Over the past three years, AI has been omnipresent in banking. It started with lots of slide decks about potential and was shaped by proof-of-concepts or demo environments. In 2026, the focus will shift: AI will move up a league and become a broad part of the bank’s operational infrastructure.
Concretely, that means that in more and more institutions we’ll see AI not just at isolated touchpoints, but across entire value chains – from software development and fraud prevention/fighting to onboarding and lending, all the way through risk, compliance, reporting, and operations. Terms like “AI fabric” or “AI platform,” which surfaced for the first time this year, will become more common next year. They describe the target state of an AI infrastructure that is provided centrally and that business units can access like a shared toolkit.
We see three key patterns:
From use case to platform
The natural entry point for implementing AI in a bank is dedicated, clearly scoped pilot projects. But as soon as pilot projects #2 and #3 follow, one thing becomes obvious: “Uh-oh, we’re building ourselves 20 more silos. What we actually need is a shared data, model, and governance layer.”
From technology experiments to real efficiency gains
In 2026, the pressure will grow to prove the impact of AI not just qualitatively but quantitatively. It will no longer be enough to say that the customer experience is better – what’s needed are hard numbers: for example, minutes saved per case, changes in staffing needs in certain processes, lower fraud losses, or faster credit decisions. Only if the effects are measurable can banks decide which use cases to prioritize, scale, or potentially shut down.
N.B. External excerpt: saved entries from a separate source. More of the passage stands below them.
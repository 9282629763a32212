//! SQLite backend for the carnet contact list.
//!
//! One connection, one `contact` table, every call blocking on the caller's
//! thread.

mod encode;
mod schema;
mod store;

pub mod error;

pub use error::{Error, Result};
pub use schema::SCHEMA_VERSION;
pub use store::SqliteStore;

#[cfg(test)]
mod tests;
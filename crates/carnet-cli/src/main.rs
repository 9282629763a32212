//! `carnet` — command-line front end for the carnet contact list.
//!
//! # Usage
//!
//! ```text
//! carnet list
//! carnet add --name Durand --firstname Léa --birthdate 15/06/1994 \
//!            --email lea@example.fr --gender F
//! carnet edit lea@example.fr --phone 0612345678
//! carnet delete lea@example.fr
//! ```
//!
//! The database path comes from `--db`, then `store_path` in the config file
//! (`carnet.toml` by default), then `CARNET_STORE_PATH`, then `contacts.db`.

mod commands;

use std::{
  path::{Path, PathBuf},
  process::ExitCode,
};

use anyhow::Context as _;
use carnet_store_sqlite::SqliteStore;
use clap::{Parser, Subcommand};
use serde::Deserialize;
use tracing::level_filters::LevelFilter;
use tracing_subscriber::EnvFilter;

use commands::{AddArgs, EditArgs};

// ─── CLI args ─────────────────────────────────────────────────────────────────

#[derive(Parser, Debug)]
#[command(name = "carnet", version, about = "A personal contact list")]
struct Cli {
  /// Path to the TOML configuration file.
  #[arg(short, long, default_value = "carnet.toml")]
  config: PathBuf,

  /// SQLite database file; overrides `store_path` from the config.
  #[arg(long, value_name = "PATH")]
  db: Option<PathBuf>,

  #[command(subcommand)]
  command: Command,
}

#[derive(Subcommand, Debug)]
enum Command {
  /// List every contact in storage order.
  List {
    /// Print a JSON array instead of text.
    #[arg(long)]
    json: bool,
  },
  /// Show every field of one contact.
  Show {
    email: String,
    #[arg(long)]
    json: bool,
  },
  /// Create a contact.
  Add(AddArgs),
  /// Edit the contact stored under an email.
  Edit(EditArgs),
  /// Delete the contact stored under an email.
  Delete { email: String },
}

// ─── Config file ──────────────────────────────────────────────────────────────

/// Runtime settings, read from the config file and `CARNET_*` variables.
#[derive(Deserialize, Debug)]
struct Settings {
  store_path: PathBuf,
}

fn load_settings(path: &Path) -> anyhow::Result<Settings> {
  config::Config::builder()
    .set_default("store_path", "contacts.db")
    .context("failed to set config defaults")?
    .add_source(config::File::from(path).required(false))
    .add_source(config::Environment::with_prefix("CARNET"))
    .build()
    .context("failed to read config file")?
    .try_deserialize()
    .context("failed to deserialise Settings")
}

// ─── Entry point ──────────────────────────────────────────────────────────────

fn main() -> anyhow::Result<ExitCode> {
  tracing_subscriber::fmt()
    .with_writer(std::io::stderr)
    .with_env_filter(
      EnvFilter::builder()
        .with_default_directive(LevelFilter::WARN.into())
        .from_env_lossy(),
    )
    .init();

  let cli = Cli::parse();
  let settings = load_settings(&cli.config)?;

  let store_path =
    expand_tilde(cli.db.as_deref().unwrap_or(settings.store_path.as_path()));
  let store = SqliteStore::open(&store_path)
    .with_context(|| format!("failed to open store at {store_path:?}"))?;

  let code = match cli.command {
    Command::List { json } => commands::list(&store, json)?,
    Command::Show { email, json } => commands::show(&store, &email, json)?,
    Command::Add(args) => commands::add(&store, args),
    Command::Edit(args) => commands::edit(&store, args)?,
    Command::Delete { email } => commands::delete(&store, &email),
  };

  store.close().context("failed to close store")?;
  Ok(code)
}

/// Expand a leading `~` to the user's home directory.
fn expand_tilde(path: &Path) -> PathBuf {
  let s = path.to_string_lossy();
  if let Some(rest) = s.strip_prefix("~/")
    && let Ok(home) = std::env::var("HOME")
  {
    return PathBuf::from(home).join(rest);
  }
  path.to_path_buf()
}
From IT project to transformation program
AI infrastructure doesn’t just affect IT and a few early business units – it will increasingly change roles, skills, and control functions across the entire organization. The decisive factor for success is not just the new technologies but the people who work with them, are accountable for them, and develop them further. Their mindset, skills, and willingness to change remain the critical success factor.
The gap in the market will widen: On one side, banks that are moving ahead and operating AI as productive infrastructure. On the other, institutions that are still talking about pilot projects in 2026. The strategic question is shifting away from whether AI should be introduced at all to how deeply and how quickly banks integrate AI into their infrastructure.